**DATA**:
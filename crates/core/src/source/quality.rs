//! Quality classification from release markers.

/// Suffix appended to cam releases.
///
/// See <https://en.wikipedia.org/wiki/Pirated_movie_release_types>.
pub const CAM_MARKER: &str = " (⚠️cam)";

/// Resolutions we hand out, in the order they are checked.
pub const ALLOWED_RESOLUTIONS: [&str; 3] = ["720p", "1080p", "2160p"];

/// Classify a magnet URI (or release name) by the markers it contains.
///
/// Returns `None` if none of the allowed resolutions is present, in which
/// case the candidate must be dropped.
pub fn classify_quality(magnet: &str) -> Option<String> {
    let mut quality = ALLOWED_RESOLUTIONS
        .iter()
        .find(|res| magnet.contains(*res))?
        .to_string();

    if magnet.contains("10bit") {
        quality.push_str(" 10bit");
    }

    if magnet.contains("HDCAM") {
        quality.push_str(CAM_MARKER);
    }

    Some(quality)
}

/// Normalize a resolution reported as a separate field (API sources).
pub fn resolution_from_field(value: &str, ten_bit: bool) -> Option<String> {
    let value = value.trim();
    let res = ALLOWED_RESOLUTIONS
        .iter()
        .find(|res| value.eq_ignore_ascii_case(res))?;
    let mut quality = res.to_string();
    if ten_bit {
        quality.push_str(" 10bit");
    }
    Some(quality)
}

**ASSIGNMENT**: Give the records above again, word for word.

**RESULT OF THE TASK**:
filename crates/core/src/source/quality.rs
//! Quality classification from release markers.

/// Suffix appended to cam releases.
///
/// See <https://en.wikipedia.org/wiki/Pirated_movie_release_types>.
pub const CAM_MARKER: &str = " (⚠️cam)";

/// Resolutions we hand out, in the order they are checked.
pub const ALLOWED_RESOLUTIONS: [&str; 3] = ["720p", "1080p", "2160p"];

/// Classify a magnet URI (or release name) by the markers it contains.
///
/// Returns `None` if none of the allowed resolutions is present, in which
/// case the candidate must be dropped.
pub fn classify_quality(magnet: &str) -> Option<String> {
    let mut quality = ALLOWED_RESOLUTIONS
        .iter()
        .find(|res| magnet.contains(*res))?
        .to_string();

    if magnet.contains("10bit") {
        quality.push_str(" 10bit");
    }

    if magnet.contains("HDCAM") {
        quality.push_str(CAM_MARKER);
    }

    Some(quality)
}

/// Normalize a resolution reported as a separate field (API sources).
pub fn resolution_from_field(value: &str, ten_bit: bool) -> Option<String> {
    let value = value.trim();
    let res = ALLOWED_RESOLUTIONS
        .iter()
        .find(|res| value.eq_ignore_ascii_case(res))?;
    let mut quality = res.to_string();
    if ten_bit {
        quality.push_str(" 10bit");
    }
    Some(quality)
}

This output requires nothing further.